WHAT IS REQUIRED:
Among the lines below, restate word for word only those from the line with "envelopes live here." through the line with "pub struct ErrorBody", with both end lines kept.

SUPPLIED INFORMATION:
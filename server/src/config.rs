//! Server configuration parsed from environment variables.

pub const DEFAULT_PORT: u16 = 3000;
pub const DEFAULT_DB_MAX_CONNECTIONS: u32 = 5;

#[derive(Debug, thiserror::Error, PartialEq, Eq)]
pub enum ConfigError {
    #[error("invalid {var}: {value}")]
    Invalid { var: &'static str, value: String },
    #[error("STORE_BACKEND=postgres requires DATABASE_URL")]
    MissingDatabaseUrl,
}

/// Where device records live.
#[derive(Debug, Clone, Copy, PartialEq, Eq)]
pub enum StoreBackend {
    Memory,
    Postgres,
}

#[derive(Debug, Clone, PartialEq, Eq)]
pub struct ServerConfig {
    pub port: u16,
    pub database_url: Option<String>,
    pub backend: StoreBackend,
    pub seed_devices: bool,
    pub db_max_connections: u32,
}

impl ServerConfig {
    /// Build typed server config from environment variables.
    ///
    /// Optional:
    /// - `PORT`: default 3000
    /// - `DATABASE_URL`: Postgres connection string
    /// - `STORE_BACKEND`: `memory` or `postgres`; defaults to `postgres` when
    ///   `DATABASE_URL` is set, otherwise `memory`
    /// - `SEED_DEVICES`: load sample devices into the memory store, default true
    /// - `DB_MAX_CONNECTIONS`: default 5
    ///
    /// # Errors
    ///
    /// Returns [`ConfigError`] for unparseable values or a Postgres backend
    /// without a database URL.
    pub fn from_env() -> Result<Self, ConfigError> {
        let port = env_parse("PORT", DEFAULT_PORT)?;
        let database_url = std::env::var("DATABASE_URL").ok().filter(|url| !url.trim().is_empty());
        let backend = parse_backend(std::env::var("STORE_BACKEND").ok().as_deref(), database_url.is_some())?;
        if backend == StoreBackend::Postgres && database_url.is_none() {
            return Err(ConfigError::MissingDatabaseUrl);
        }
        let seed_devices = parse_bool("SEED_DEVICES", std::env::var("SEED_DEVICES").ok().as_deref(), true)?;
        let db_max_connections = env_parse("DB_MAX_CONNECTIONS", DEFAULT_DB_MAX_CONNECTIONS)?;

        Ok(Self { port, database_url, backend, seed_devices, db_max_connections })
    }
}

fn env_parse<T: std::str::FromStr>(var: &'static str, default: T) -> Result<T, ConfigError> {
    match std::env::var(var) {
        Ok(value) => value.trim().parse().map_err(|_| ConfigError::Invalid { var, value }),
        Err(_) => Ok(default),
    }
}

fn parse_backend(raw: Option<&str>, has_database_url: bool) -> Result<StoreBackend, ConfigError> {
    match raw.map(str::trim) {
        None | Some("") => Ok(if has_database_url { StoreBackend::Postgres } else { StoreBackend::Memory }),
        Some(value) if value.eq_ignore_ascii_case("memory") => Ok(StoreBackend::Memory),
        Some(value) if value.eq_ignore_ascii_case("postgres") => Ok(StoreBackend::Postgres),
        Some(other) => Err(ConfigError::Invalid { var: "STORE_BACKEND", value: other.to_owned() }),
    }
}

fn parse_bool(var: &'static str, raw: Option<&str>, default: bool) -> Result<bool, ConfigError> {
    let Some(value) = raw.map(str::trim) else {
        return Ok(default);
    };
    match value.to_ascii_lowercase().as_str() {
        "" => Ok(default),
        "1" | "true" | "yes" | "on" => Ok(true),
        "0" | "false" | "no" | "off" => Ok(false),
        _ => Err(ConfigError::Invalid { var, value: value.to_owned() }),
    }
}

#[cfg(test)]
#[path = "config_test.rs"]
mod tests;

---

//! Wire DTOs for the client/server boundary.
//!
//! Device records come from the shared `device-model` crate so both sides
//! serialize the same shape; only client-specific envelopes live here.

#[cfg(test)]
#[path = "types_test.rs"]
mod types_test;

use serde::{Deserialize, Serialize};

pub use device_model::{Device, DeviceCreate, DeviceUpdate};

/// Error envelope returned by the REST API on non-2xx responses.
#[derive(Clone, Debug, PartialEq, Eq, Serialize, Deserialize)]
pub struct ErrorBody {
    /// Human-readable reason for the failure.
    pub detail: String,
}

EXERCISE RESULT:
//! serialize the same shape; only client-specific envelopes live here.

#[cfg(test)]
#[path = "types_test.rs"]
mod types_test;

use serde::{Deserialize, Serialize};

pub use device_model::{Device, DeviceCreate, DeviceUpdate};

/// Error envelope returned by the REST API on non-2xx responses.
#[derive(Clone, Debug, PartialEq, Eq, Serialize, Deserialize)]
pub struct ErrorBody {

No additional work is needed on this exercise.